Japan’s top currency officials warned against speculative yen moves and signaled they were ready to intervene again after Reuters reported the government had already acted to support the currency.
Japan's top currency officials kept up pressure on traders on May 1, warning that speculative yen moves remain a concern and that Tokyo is ready to intervene again if needed.
Finance Minister Satsuki Katayama had already said on April 30 that the timing for taking "decisive action" in the foreign-exchange market was nearing. Reuters reported that she also told reporters to keep their smartphones with them during the holidays, a remark widely read as a sign that intervention could come at any time.
Top currency diplomat Atsushi Mimura added on May 1 that speculative moves were still present in the market and declined to comment on future action. His comments extended a week of increasingly direct warnings from Tokyo as the yen came under pressure.

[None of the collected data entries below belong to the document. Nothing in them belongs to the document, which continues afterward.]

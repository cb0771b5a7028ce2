//! Thomas elimination for tridiagonal linear systems.
//!
//! A system is written row-wise as
//! ```text
//! a[k] x[k - 1] + b[k] x[k] + c[k] x[k + 1] = r[k],  k ∊ {0, ..., n - 1}
//! ```
//! with `a[0]` and `c[n - 1]` absent. Diagonal dominance (`|b| > |a| + |c|`)
//! guarantees stability but is not verified; instead, every pivot is checked
//! during forward elimination and a vanishing pivot is reported as
//! [`TridiagError::ZeroPivot`].
//!
//! ```
//! use ndarray as nd;
//! use vcolumn::tridiag::solve_constant;
//!
//! // 1 x[k-1] + 4 x[k] + 1 x[k+1] with x = 1 everywhere
//! let rhs = nd::array![5.0_f64, 6.0, 6.0, 6.0, 5.0];
//! let x = solve_constant(&rhs, 1.0, 4.0, 1.0).unwrap();
//! assert!(x.iter().all(|xk| (xk - 1.0).abs() < 1e-12));
//! ```

use ndarray as nd;
use num_traits::Float;
use crate::{
    Arr1,
    error::{ LengthError, TridiagError },
};

pub type TridiagResult<T> = Result<T, TridiagError>;

// reject pivots that are zero relative to the scale of the row that produced
// them
fn check_pivot<A>(r: A, scale: A, row: usize) -> TridiagResult<()>
where A: Float
{
    (r.is_finite() && r.abs() > A::epsilon() * scale)
        .then_some(())
        .ok_or(TridiagError::ZeroPivot { row })
}

/// Solve a constant-coefficient tridiagonal system in place, overwriting
/// `rhs` with the solution.
pub fn solve_constant_inplace<S, A>(rhs: &mut Arr1<S>, a: A, b: A, c: A)
    -> TridiagResult<()>
where
    S: nd::DataMut<Elem = A>,
    A: Float,
{
    let n = rhs.len();
    if n == 0 { return Ok(()); }
    let scale = a.abs() + b.abs() + c.abs();
    let mut q: Vec<A> = vec![A::zero(); n];
    let mut r: A = b;
    check_pivot(r, scale, 0)?;
    rhs[0] = rhs[0] / r;
    for k in 1..n {
        q[k] = c / r;
        r = b - a * q[k];
        check_pivot(r, scale, k)?;
        rhs[k] = (rhs[k] - a * rhs[k - 1]) / r;
    }
    for k in (0..n - 1).rev() {
        rhs[k] = rhs[k] - q[k + 1] * rhs[k + 1];
    }
    Ok(())
}

/// Like [`solve_constant_inplace`], but return the solution in a new array.
pub fn solve_constant<S, A>(rhs: &Arr1<S>, a: A, b: A, c: A)
    -> TridiagResult<nd::Array1<A>>
where
    S: nd::Data<Elem = A>,
    A: Float,
{
    let mut x = rhs.to_owned();
    solve_constant_inplace(&mut x, a, b, c)?;
    Ok(x)
}

/// Solve a tridiagonal system with per-row coefficients in place,
/// overwriting `rhs` with the solution.
///
/// `a` holds the `n - 1` sub-diagonal entries (row `k` uses `a[k - 1]`), `b`
/// the `n` diagonal entries, and `c` the `n - 1` super-diagonal entries (row
/// `k` uses `c[k]`).
pub fn solve_general_inplace<S, T, U, V, A>(
    rhs: &mut Arr1<S>,
    a: &Arr1<T>,
    b: &Arr1<U>,
    c: &Arr1<V>,
) -> TridiagResult<()>
where
    S: nd::DataMut<Elem = A>,
    T: nd::Data<Elem = A>,
    U: nd::Data<Elem = A>,
    V: nd::Data<Elem = A>,
    A: Float,
{
    let n = rhs.len();
    LengthError::check(rhs, b)?;
    if n == 0 { return Ok(()); }
    LengthError::check_len(a.len(), n - 1)?;
    LengthError::check_len(c.len(), n - 1)?;
    let mut q: Vec<A> = vec![A::zero(); n];
    let mut r: A = b[0];
    let c0 = if n > 1 { c[0].abs() } else { A::zero() };
    check_pivot(r, b[0].abs() + c0, 0)?;
    rhs[0] = rhs[0] / r;
    for k in 1..n {
        q[k] = c[k - 1] / r;
        r = b[k] - a[k - 1] * q[k];
        let ck = if k < n - 1 { c[k].abs() } else { A::zero() };
        check_pivot(r, a[k - 1].abs() + b[k].abs() + ck, k)?;
        rhs[k] = (rhs[k] - a[k - 1] * rhs[k - 1]) / r;
    }
    for k in (0..n - 1).rev() {
        rhs[k] = rhs[k] - q[k + 1] * rhs[k + 1];
    }
    Ok(())
}

/// Like [`solve_general_inplace`], but return the solution in a new array.
pub fn solve_general<S, T, U, V, A>(
    rhs: &Arr1<S>,
    a: &Arr1<T>,
    b: &Arr1<U>,
    c: &Arr1<V>,
) -> TridiagResult<nd::Array1<A>>
where
    S: nd::Data<Elem = A>,
    T: nd::Data<Elem = A>,
    U: nd::Data<Elem = A>,
    V: nd::Data<Elem = A>,
    A: Float,
{
    let mut x = rhs.to_owned();
    solve_general_inplace(&mut x, a, b, c)?;
    Ok(x)
}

Reuters reported earlier that Japan had intervened to support the yen, which surged sharply after the move. The report said it was Japan's first official currency intervention in nearly two years.
The warnings matter because they came as Golden Week began, a holiday period when Japanese markets are closed for several days and liquidity can be thin. That can make the currency more vulnerable to sharp moves and makes official signaling more consequential.
For now, Japan has left traders with a clear message: speculative selling of the yen could trigger another round of intervention, even if officials are not confirming every market action outright.
Revision note
Initial automated publication.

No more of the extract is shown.